Print the data below exactly as it appears.
BEGIN The data
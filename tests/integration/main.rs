//! Integration tests for Stowage

mod cli_tests {
    use assert_cmd::{cargo::cargo_bin_cmd, Command};
    use predicates::prelude::*;
    use tempfile::TempDir;

    /// A config whose store cannot be reached, so any store access fails
    /// with a different error than the one under test
    fn isolated() -> (TempDir, Command) {
        let dir = TempDir::new().unwrap();
        let config = dir.path().join("config.toml");
        std::fs::write(
            &config,
            format!(
                "[store]\npodman = \"{}\"\nstate_dir = \"{}\"\n",
                dir.path().join("no-such-podman").display(),
                dir.path().join("state").display()
            ),
        )
        .unwrap();

        let mut cmd = cargo_bin_cmd!("stowage");
        cmd.env("STOWAGE_CONFIG", &config).env_remove("STOWAGE_HISTORY");
        (dir, cmd)
    }

    #[test]
    fn help_displays() {
        cargo_bin_cmd!("stowage")
            .arg("--help")
            .assert()
            .success()
            .stdout(predicate::str::contains("add and copy content"));
    }

    #[test]
    fn version_displays() {
        cargo_bin_cmd!("stowage")
            .arg("--version")
            .assert()
            .success()
            .stdout(predicate::str::contains("stowage"));
    }

    #[test]
    fn copy_help_lists_flags() {
        cargo_bin_cmd!("stowage")
            .args(["copy", "--help"])
            .assert()
            .success()
            .stdout(predicate::str::contains("--contextdir"))
            .stdout(predicate::str::contains("--parents"));
    }

    #[test]
    fn missing_container() {
        let (_dir, mut cmd) = isolated();
        cmd.arg("copy")
            .assert()
            .failure()
            .stderr(predicate::str::contains("container ID must be specified"));
    }

    #[test]
    fn missing_source() {
        let (_dir, mut cmd) = isolated();
        cmd.args(["add", "web"])
            .assert()
            .failure()
            .stderr(predicate::str::contains("src must be specified"));
    }

    #[test]
    fn ignorefile_requires_contextdir() {
        let (_dir, mut cmd) = isolated();
        cmd.args(["copy", "--ignorefile", "custom.ignore", "web", "src"])
            .assert()
            .failure()
            .stderr(predicate::str::contains("requires that you specify a context dir"))
            .stdout(predicate::str::is_empty());
    }

    #[test]
    fn bad_timestamp() {
        let (_dir, mut cmd) = isolated();
        cmd.args(["copy", "--timestamp", "yesterday", "web", "src"])
            .assert()
            .failure()
            .stderr(predicate::str::contains("parsing timestamp value"));
    }

    #[test]
    fn bad_retry_delay() {
        let (_dir, mut cmd) = isolated();
        cmd.args(["copy", "--retry-delay", "soon", "web", "src"])
            .assert()
            .failure()
            .stderr(predicate::str::contains("--retry-delay"));
    }

    #[test]
    fn checksum_requires_url() {
        let (_dir, mut cmd) = isolated();
        let checksum = format!("sha256:{}", "0".repeat(64));
        cmd.args(["add", "--checksum", &checksum, "web", "local.txt"])
            .assert()
            .failure()
            .stderr(predicate::str::contains("--checksum can only be used"));
    }

    #[test]
    fn add_rejects_parents() {
        cargo_bin_cmd!("stowage")
            .args(["add", "--parents", "web", "src"])
            .assert()
            .failure();
    }

    #[test]
    fn unreachable_store_reported_with_context() {
        let (_dir, mut cmd) = isolated();
        cmd.args(["copy", "web", "src"])
            .assert()
            .failure()
            .stderr(predicate::str::contains("reading build container"));
    }

    #[test]
    fn history_of_unknown_store_fails() {
        let (_dir, mut cmd) = isolated();
        cmd.args(["history", "web"])
            .assert()
            .failure()
            .stderr(predicate::str::contains("Error:"));
    }
}

#[cfg(target_os = "linux")]
mod testreport_tests {
    use assert_cmd::cargo::cargo_bin_cmd;
    use predicates::prelude::*;

    #[test]
    fn prints_runtime_spec() {
        cargo_bin_cmd!("stowage-testreport")
            .assert()
            .success()
            .stdout(predicate::str::contains("\"ociVersion\":\"1.2.0\""))
            .stdout(predicate::str::contains("\"uidMappings\""));
    }
}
END The data
# Result of this task
filename tests/integration/main.rs
//! Integration tests for Stowage

mod cli_tests {
    use assert_cmd::{cargo::cargo_bin_cmd, Command};
    use predicates::prelude::*;
    use tempfile::TempDir;

    /// A config whose store cannot be reached, so any store access fails
    /// with a different error than the one under test
    fn isolated() -> (TempDir, Command) {
        let dir = TempDir::new().unwrap();
        let config = dir.path().join("config.toml");
        std::fs::write(
            &config,
            format!(
                "[store]\npodman = \"{}\"\nstate_dir = \"{}\"\n",
                dir.path().join("no-such-podman").display(),
                dir.path().join("state").display()
            ),
        )
        .unwrap();

        let mut cmd = cargo_bin_cmd!("stowage");
        cmd.env("STOWAGE_CONFIG", &config).env_remove("STOWAGE_HISTORY");
        (dir, cmd)
    }

    #[test]
    fn help_displays() {
        cargo_bin_cmd!("stowage")
            .arg("--help")
            .assert()
            .success()
            .stdout(predicate::str::contains("add and copy content"));
    }

    #[test]
    fn version_displays() {
        cargo_bin_cmd!("stowage")
            .arg("--version")
            .assert()
            .success()
            .stdout(predicate::str::contains("stowage"));
    }

    #[test]
    fn copy_help_lists_flags() {
        cargo_bin_cmd!("stowage")
            .args(["copy", "--help"])
            .assert()
            .success()
            .stdout(predicate::str::contains("--contextdir"))
            .stdout(predicate::str::contains("--parents"));
    }

    #[test]
    fn missing_container() {
        let (_dir, mut cmd) = isolated();
        cmd.arg("copy")
            .assert()
            .failure()
            .stderr(predicate::str::contains("container ID must be specified"));
    }

    #[test]
    fn missing_source() {
        let (_dir, mut cmd) = isolated();
        cmd.args(["add", "web"])
            .assert()
            .failure()
            .stderr(predicate::str::contains("src must be specified"));
    }

    #[test]
    fn ignorefile_requires_contextdir() {
        let (_dir, mut cmd) = isolated();
        cmd.args(["copy", "--ignorefile", "custom.ignore", "web", "src"])
            .assert()
            .failure()
            .stderr(predicate::str::contains("requires that you specify a context dir"))
            .stdout(predicate::str::is_empty());
    }

    #[test]
    fn bad_timestamp() {
        let (_dir, mut cmd) = isolated();
        cmd.args(["copy", "--timestamp", "yesterday", "web", "src"])
            .assert()
            .failure()
            .stderr(predicate::str::contains("parsing timestamp value"));
    }

    #[test]
    fn bad_retry_delay() {
        let (_dir, mut cmd) = isolated();
        cmd.args(["copy", "--retry-delay", "soon", "web", "src"])
            .assert()
            .failure()
            .stderr(predicate::str::contains("--retry-delay"));
    }

    #[test]
    fn checksum_requires_url() {
        let (_dir, mut cmd) = isolated();
        let checksum = format!("sha256:{}", "0".repeat(64));
        cmd.args(["add", "--checksum", &checksum, "web", "local.txt"])
            .assert()
            .failure()
            .stderr(predicate::str::contains("--checksum can only be used"));
    }

    #[test]
    fn add_rejects_parents() {
        cargo_bin_cmd!("stowage")
            .args(["add", "--parents", "web", "src"])
            .assert()
            .failure();
    }

    #[test]
    fn unreachable_store_reported_with_context() {
        let (_dir, mut cmd) = isolated();
        cmd.args(["copy", "web", "src"])
            .assert()
            .failure()
            .stderr(predicate::str::contains("reading build container"));
    }

    #[test]
    fn history_of_unknown_store_fails() {
        let (_dir, mut cmd) = isolated();
        cmd.args(["history", "web"])
            .assert()
            .failure()
            .stderr(predicate::str::contains("Error:"));
    }
}

#[cfg(target_os = "linux")]
mod testreport_tests {
    use assert_cmd::cargo::cargo_bin_cmd;
    use predicates::prelude::*;

    #[test]
    fn prints_runtime_spec() {
        cargo_bin_cmd!("stowage-testreport")
            .assert()
            .success()
            .stdout(predicate::str::contains("\"ociVersion\":\"1.2.0\""))
            .stdout(predicate::str::contains("\"uidMappings\""));
    }
}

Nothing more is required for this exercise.